« Les préjugés à l'endroit des chevaux de l'Ouest canadien. »


1. Des idées bien ancrées.
 
Du début du XX e siècle jusqu'en 1960, plusieurs commerçants de chevaux québécois faisaient venir des chevaux de travail de l'Ouest canadien par train. Ces chevaux étaient destinés aux chantiers et avaient la réputation d'être "tough" à l'ouvrage. La plupart n'étaient pas dressés et les "gars de bois" avaient du pain sur la planche avant de pouvoir gagner leur vie avec ces "West". Si vous connaissez des bûcherons de plus de 70 ans, ils pourront vous raconter des anecdotes, parfois savoureuses, souvent difficiles à supporter tellement les conditions de vie dans les chantiers étaient pénibles. Bien sûr, les temps ont changé, mais la réputation de ces chevaux de l'Ouest laissés en liberté et non manipulés les poursuit toujours.


A l'avant-plan, quelques belles juments Paint enregistrées se préparant pour leur périple via Québec.
Au loin, troupeau de 150 chevaux au pâturage dans un ranch de Peace River, Alberta.

 
2. Les faits.
 
A l'automne 2002, suite à la lecture d'articles de journaux évoquant une sécheresse majeure dans les Prairies canadiennes, je décidai de me rendre sur place pour un constat réel. Je pris contact avec un rancher de Peace River au nord de l'Alberta. En fait, la sécheresse ne touchait qu'une bande d'environ 100 km en plein centre des 3 provinces de l'Ouest.


Comme vous pouvez le constater, le foin est abondant en Alberta.Notez qu'il s'agit ici de balles rondes de 5' X 6'.


Bien sûr, cela eut pour conséquence de faire augmenter le prix des fourrages. Et certains éleveurs touchés prirent la décision de se départir de plusieurs chevaux. Mais le prix des chevaux resta le même de l'automne 2002 jusqu'à aujourd'hui.

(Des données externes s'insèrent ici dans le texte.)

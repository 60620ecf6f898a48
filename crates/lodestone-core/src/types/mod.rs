//! Type definitions for content packs, entities, and installations

mod constraint_types;
mod entity_types;
mod installation_types;
mod pack_types;
mod parameter_types;
mod value_types;

pub use constraint_types::*;
pub use entity_types::*;
pub use installation_types::*;
pub use pack_types::*;
pub use parameter_types::*;
pub use value_types::*;
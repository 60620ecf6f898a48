//! Builders for content pack test fixtures

#![allow(dead_code)]

use lodestone_core::types::{
    Constraint, ContentPack, ContentPackV1, Entity, EntityDescriptor, ModelId, ModelType, Parameter,
    Reference, ReferenceMap, ValueReference,
};

/// Payload field holding an entity's cross-references
pub const DEPENDS_ON: &str = "depends_on";

pub fn descriptor(id: &str, model_type: ModelType) -> EntityDescriptor {
    EntityDescriptor::new(ModelId::from(id), model_type)
}

/// Builder for a single entity and its references
pub struct EntityBuilder {
    id: String,
    model_type: ModelType,
    data: ReferenceMap,
    depends_on: Vec<EntityDescriptor>,
}

impl EntityBuilder {
    pub fn new(id: &str, model_type: ModelType) -> Self {
        Self {
            id: id.to_string(),
            model_type,
            data: ReferenceMap::new(),
            depends_on: Vec::new(),
        }
    }

    pub fn with_field(mut self, name: &str, value: ValueReference) -> Self {
        self.data.insert(name.to_string(), value.into());
        self
    }

    pub fn depends_on(mut self, dependency: EntityDescriptor) -> Self {
        self.depends_on.push(dependency);
        self
    }

    pub fn build(mut self) -> Entity {
        if !self.depends_on.is_empty() {
            let refs = self.depends_on.into_iter().map(Reference::entity).collect();
            self.data.insert(DEPENDS_ON.to_string(), Reference::List(refs));
        }
        Entity::new(self.id, self.model_type, self.data)
    }
}

/// Builder for V1 content packs
pub struct ContentPackBuilder {
    pack: ContentPackV1,
}

impl ContentPackBuilder {
    pub fn new(id: &str) -> Self {
        Self {
            pack: ContentPackV1::new(id, 1),
        }
    }

    pub fn with_revision(mut self, rev: u32) -> Self {
        self.pack.rev = rev;
        self
    }

    pub fn with_entity(mut self, entity: Entity) -> Self {
        self.pack = self.pack.with_entity(entity);
        self
    }

    pub fn with_parameter(mut self, parameter: Parameter) -> Self {
        self.pack = self.pack.with_parameter(parameter);
        self
    }

    pub fn requires(mut self, constraint: Constraint) -> Self {
        self.pack = self.pack.with_constraint(constraint);
        self
    }

    pub fn build(self) -> ContentPack {
        self.pack.into()
    }
}

/// Pack of `count` independent entities `e1..eN`, created in id order
pub fn independent_pack(id: &str, model_type: ModelType, count: usize) -> ContentPack {
    (1..=count)
        .fold(ContentPackBuilder::new(id), |builder, i| {
            builder.with_entity(EntityBuilder::new(&format!("e{}", i), model_type.clone()).build())
        })
        .build()
}
//! Reference platform integration for Lodestone
//!
//! This crate handles:
//! - An in-memory platform holding inputs, outputs, streams, pipeline rules, and grok patterns
//! - One entity catalog per platform object type
//! - Server and plugin version constraint checkers
//! - Wiring catalogs and checkers from configuration

pub mod catalogs;
pub mod codec;
pub mod constraints;
pub mod platform;

pub use catalogs::{
    GrokPatternCatalog, InputCatalog, OutputCatalog, PipelineRuleCatalog, StreamCatalog,
};
pub use constraints::{PluginVersionChecker, ServerVersionChecker};
pub use platform::{InMemoryPlatform, PlatformState};

use anyhow::Result;
use lodestone_core::LodestoneConfig;
use lodestone_engine::{CatalogRegistry, ConstraintCheckerRegistry};
use std::sync::Arc;

/// Registry with a catalog for every platform object type
pub fn catalog_registry(platform: Arc<InMemoryPlatform>) -> CatalogRegistry {
    CatalogRegistry::new()
        .with_catalog(Arc::new(InputCatalog::new(platform.clone())))
        .with_catalog(Arc::new(OutputCatalog::new(platform.clone())))
        .with_catalog(Arc::new(StreamCatalog::new(platform.clone())))
        .with_catalog(Arc::new(PipelineRuleCatalog::new(platform.clone())))
        .with_catalog(Arc::new(GrokPatternCatalog::new(platform)))
}

/// Checkers for the server and plugin versions named in the configuration
pub fn checker_registry(config: &LodestoneConfig) -> Result<ConstraintCheckerRegistry> {
    Ok(ConstraintCheckerRegistry::new()
        .with_checker(Arc::new(ServerVersionChecker::new(&config.server_version)?))
        .with_checker(Arc::new(PluginVersionChecker::from_versions(&config.plugins)?)))
}
//! Common test utilities for lodestone-engine
//!
//! This module provides shared test infrastructure including:
//! - Content pack and entity builders
//! - Recording catalogs that journal every platform call
//! - Static constraint checkers and failing stores

#![allow(dead_code)]
#![allow(unused_imports)]

pub mod builders;
pub mod mocks;

pub use builders::*;
pub use mocks::*;
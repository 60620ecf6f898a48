//! # lodestone-core
//!
//! Core library for Lodestone providing:
//! - The content pack value model (packs, entities, parameters, constraints)
//! - Installation records
//! - The shared error type
//! - Configuration file loading (lodestone.yaml)

pub mod config;
pub mod error;
pub mod types;

pub use config::LodestoneConfig;
pub use error::{Error, Result};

Seulement en Alberta, d'août à novembre il se vend pas moins de 6000 chevaux par mois dans des encans spécialisés de ranchs. Les Albertains sont très fiers de dire que leur province compte plus de chevaux que toutes les autres provinces réunies. C'est vous dire ! Et la qualité n'est pas à dédaigner : Peppy San, Doc Bar, Doc O'Lena, Dash for Cash, Go Man Go, Two D Two, Two Eyed Jack, Impressive, Sonny Reynold's, Three Bars, Joe Hancock, Joe Quincy, Freckles Playboy, Easy Jet, etc. sont les "breedages" les plus populaires.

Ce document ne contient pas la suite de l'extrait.